What the exercise asks
If a line below contains "BulkItem", add it to your tally, then answer with the tally alone.

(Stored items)
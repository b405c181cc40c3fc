fn main() {
    // Embed UTC build timestamp so the binary always knows when it was compiled.
    let now = time_now_utc();
    println!("cargo:rustc-env=ASI_BUILD_TIME={now}");
}

/// Minimal UTC timestamp without pulling in chrono for the build script.
fn time_now_utc() -> String {
    use std::process::Command;
    // Works on macOS, Linux, and CI runners
    let output = Command::new("date")
        .args(["-u", "+%Y-%m-%dT%H:%M:%SZ"])
        .output()
        .expect("failed to run `date` command");
    String::from_utf8(output.stdout)
        .expect("invalid UTF-8 from date")
        .trim()
        .to_string()
}
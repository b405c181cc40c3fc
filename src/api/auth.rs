//! Hawk verification for every request to the read façade and the incoming
//! endpoint (§4.9, §6 external interfaces). Exact rejection copy matches the
//! spec's required response bodies.

use super::ApiState;
use crate::signing::hawk::{self, HawkCredentials};
use axum::body::{to_bytes, Body};
use axum::extract::State;
use axum::http::{Request, StatusCode};
use axum::middleware::Next;
use axum::response::{IntoResponse, Response};

const MAX_BODY_BYTES: usize = 10 * 1024 * 1024;

fn unauthorized(message: &'static str) -> Response {
    (StatusCode::UNAUTHORIZED, message).into_response()
}

pub async fn hawk_auth_middleware(
    State(state): State<ApiState>,
    request: Request<Body>,
    next: Next,
) -> Response {
    let (parts, body) = request.into_parts();

    let Some(authorization) = parts.headers.get("authorization").and_then(|v| v.to_str().ok()) else {
        return unauthorized("Authentication credentials were not provided.");
    };

    // Content-Type must be *present*, even as an empty string; its absence
    // (not its value) is what's being checked here.
    let Some(content_type_header) = parts.headers.get("content-type") else {
        return unauthorized("Content-Type header was not set. It must be set for authentication, even if as the empty string.");
    };
    let content_type = content_type_header.to_str().unwrap_or_default().to_string();

    let Some(host) = parts.headers.get("host").and_then(|v| v.to_str().ok()) else {
        return unauthorized("Incorrect authentication credentials.");
    };

    let body_bytes = match to_bytes(body, MAX_BODY_BYTES).await {
        Ok(bytes) => bytes,
        Err(_) => return unauthorized("Incorrect authentication credentials."),
    };

    let mut full_url = format!("http://{host}{}", parts.uri.path());
    if let Some(query) = parts.uri.query() {
        full_url.push('?');
        full_url.push_str(query);
    }

    let incoming = state.incoming.clone();
    let verified = hawk::verify(
        authorization,
        parts.method.as_str(),
        &full_url,
        &body_bytes,
        &content_type,
        |id| {
            incoming
                .access_key_pairs
                .iter()
                .find(|pair| pair.key_id == id)
                .map(|pair| HawkCredentials {
                    id: pair.key_id.clone(),
                    key: pair.secret_key.clone(),
                })
        },
    );

    let credentials = match verified {
        Ok(c) => c,
        Err(_) => return unauthorized("Incorrect authentication credentials."),
    };

    let permitted = state
        .incoming
        .access_key_pairs
        .iter()
        .find(|pair| pair.key_id == credentials.id)
        .map(|pair| pair.permissions.iter().any(|p| p == parts.method.as_str()))
        .unwrap_or(false);

    if !permitted {
        return unauthorized("Incorrect authentication credentials.");
    }

    let request = Request::from_parts(parts, Body::from(body_bytes));
    next.run(request).await
}
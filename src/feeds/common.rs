//! Shared helpers for the feed adapter implementations.

use crate::search::gateway::BulkItem;
use serde_json::{json, Value};
use sha2::{Digest, Sha256};

/// Use the activity's own `id` if it has one and it is a string; otherwise
/// hash the whole serialised record so indexing stays idempotent even for
/// feeds that don't surface a stable identifier.
pub fn stable_id(item: &Value) -> String {
    match item.get("id") {
        Some(Value::String(id)) => return id.clone(),
        Some(Value::Number(id)) => return id.to_string(),
        _ => {}
    }
    let serialised = serde_json::to_vec(item).unwrap_or_default();
    hex::encode(Sha256::digest(serialised))
}

/// Fan `item` out to every target index, one bulk pair per index.
pub fn fan_out(item: Value, index_names: &[String]) -> Vec<BulkItem> {
    let id = stable_id(&item);
    index_names
        .iter()
        .map(|index| BulkItem {
            action: json!({ "index": { "_id": id, "_index": index } }),
            source: item.clone(),
        })
        .collect()
}
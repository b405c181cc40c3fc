//! External interface only (§4.9): the read façade, the incoming endpoint,
//! and the metrics page. Everything upstream of this module is internal.

pub mod auth;
pub mod handlers;
pub mod ip_allowlist;

use crate::config::IncomingConfig;
use crate::coordination::KvStore;
use crate::metrics::Metrics;
use crate::search::gateway::SearchGateway;
use axum::middleware;
use axum::routing::{get, post};
use axum::Router;
use std::sync::Arc;
use tower_http::cors::CorsLayer;
use tower_http::trace::TraceLayer;

#[derive(Clone)]
pub struct ApiState {
    pub incoming: Arc<IncomingConfig>,
    pub kv: Arc<dyn KvStore>,
    pub gateway: Arc<SearchGateway>,
    pub metrics: Arc<Metrics>,
}

/// Scroll context TTL: must be >= the backend scroll timeout we request
/// (`1m`, see [`handlers::SCROLL_TTL`]) so a public token never outlives the
/// private cursor it maps to.
pub const SCROLL_MAPPING_TTL: std::time::Duration = std::time::Duration::from_secs(120);

pub fn router(state: ApiState) -> Router {
    Router::new()
        .route("/v1/objects", get(handlers::list_objects))
        .route("/v1/objects/:public_scroll_id", get(handlers::scroll_objects))
        .route("/", post(handlers::incoming))
        .route("/metrics", get(handlers::metrics))
        .layer(middleware::from_fn_with_state(state.clone(), auth::hawk_auth_middleware))
        .layer(middleware::from_fn_with_state(state.clone(), ip_allowlist::ip_allowlist_middleware))
        .layer(TraceLayer::new_for_http())
        .layer(CorsLayer::permissive())
        .with_state(state)
}
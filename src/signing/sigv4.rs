//! AWS SigV4 request signing for the search backend.
//!
//! The backend only ever receives `content-type`, `host` and `x-amz-date`
//! as signed headers — the same three the upstream Elasticsearch client
//! signs over (`aws_auth_headers` in the Python original). This mirrors the
//! canonicalization steps the read facade already verifies incoming
//! requests with, run in the opposite direction: we are the signer here,
//! not the verifier.

use super::SigningError;
use chrono::{DateTime, Utc};
use hmac::{Hmac, Mac};
use sha2::{Digest, Sha256};
use std::collections::BTreeMap;

type HmacSha256 = Hmac<Sha256>;

const ALGORITHM: &str = "AWS4-HMAC-SHA256";

#[derive(Debug, Clone)]
pub struct SigV4Credentials {
    pub access_key_id: String,
    pub secret_access_key: String,
    pub region: String,
    pub service: String,
}

/// Headers to attach to the outgoing request, in the order they should be
/// sent (not that order matters over the wire, but it keeps request
/// construction and tests deterministic).
#[derive(Debug, Clone)]
pub struct SignedHeaders {
    pub host: String,
    pub x_amz_date: String,
    pub authorization: String,
}

fn hmac_sha256(key: &[u8], data: &[u8]) -> Vec<u8> {
    let mut mac = HmacSha256::new_from_slice(key).expect("HMAC accepts any key length");
    mac.update(data);
    mac.finalize().into_bytes().to_vec()
}

fn sha256_hex(data: &[u8]) -> String {
    hex::encode(Sha256::digest(data))
}

fn uri_encode(input: &str, encode_slash: bool) -> String {
    let mut out = String::with_capacity(input.len());
    for byte in input.bytes() {
        match byte {
            b'A'..=b'Z' | b'a'..=b'z' | b'0'..=b'9' | b'-' | b'.' | b'_' | b'~' => {
                out.push(byte as char)
            }
            b'/' if !encode_slash => out.push('/'),
            _ => out.push_str(&format!("%{:02X}", byte)),
        }
    }
    out
}

fn canonical_uri(path: &str) -> String {
    if path.is_empty() {
        return "/".to_string();
    }
    path.split('/')
        .map(|segment| uri_encode(segment, true))
        .collect::<Vec<_>>()
        .join("/")
}

/// Sorted, percent-encoded `k=v&k=v` query string per SigV4 canonicalization.
fn canonical_query_string(query: &str) -> String {
    if query.is_empty() {
        return String::new();
    }
    let mut pairs: Vec<(String, String)> = query
        .split('&')
        .filter(|pair| !pair.is_empty())
        .map(|pair| match pair.split_once('=') {
            Some((k, v)) => (k.to_string(), v.to_string()),
            None => (pair.to_string(), String::new()),
        })
        .collect();
    pairs.sort();
    pairs
        .into_iter()
        .map(|(k, v)| format!("{}={}", uri_encode(&k, true), uri_encode(&v, true)))
        .collect::<Vec<_>>()
        .join("&")
}

fn derive_signing_key(secret_access_key: &str, date_stamp: &str, region: &str, service: &str) -> Vec<u8> {
    let k_date = hmac_sha256(format!("AWS4{secret_access_key}").as_bytes(), date_stamp.as_bytes());
    let k_region = hmac_sha256(&k_date, region.as_bytes());
    let k_service = hmac_sha256(&k_region, service.as_bytes());
    hmac_sha256(&k_service, b"aws4_request")
}

/// Sign one request, returning the three headers the caller must attach:
/// `host`, `x-amz-date` and `authorization`.
///
/// `path` and `query` come from the target URL (query without the leading
/// `?`); `body` is the exact bytes that will be sent, since the payload
/// hash is part of the signed canonical request.
pub fn sign(
    credentials: &SigV4Credentials,
    method: &str,
    host: &str,
    path: &str,
    query: &str,
    content_type: &str,
    body: &[u8],
    now: DateTime<Utc>,
) -> Result<SignedHeaders, SigningError> {
    let amz_date = now.format("%Y%m%dT%H%M%SZ").to_string();
    let date_stamp = now.format("%Y%m%d").to_string();

    let mut canonical_headers: BTreeMap<&str, String> = BTreeMap::new();
    canonical_headers.insert("content-type", content_type.to_string());
    canonical_headers.insert("host", host.to_string());
    canonical_headers.insert("x-amz-date", amz_date.clone());

    let canonical_headers_str: String = canonical_headers
        .iter()
        .map(|(k, v)| format!("{k}:{}\n", v.trim()))
        .collect();
    let signed_headers = "content-type;host;x-amz-date";

    let canonical_request = format!(
        "{method}\n{}\n{}\n{canonical_headers_str}\n{signed_headers}\n{}",
        canonical_uri(path),
        canonical_query_string(query),
        sha256_hex(body),
    );

    let credential_scope = format!(
        "{date_stamp}/{}/{}/aws4_request",
        credentials.region, credentials.service
    );
    let string_to_sign = format!(
        "{ALGORITHM}\n{amz_date}\n{credential_scope}\n{}",
        sha256_hex(canonical_request.as_bytes())
    );

    let signing_key = derive_signing_key(
        &credentials.secret_access_key,
        &date_stamp,
        &credentials.region,
        &credentials.service,
    );
    let signature = hex::encode(hmac_sha256(&signing_key, string_to_sign.as_bytes()));

    let authorization = format!(
        "{ALGORITHM} Credential={}/{credential_scope}, SignedHeaders={signed_headers}, Signature={signature}",
        credentials.access_key_id
    );

    Ok(SignedHeaders {
        host: host.to_string(),
        x_amz_date: amz_date,
        authorization,
    })
}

Finished exercise
3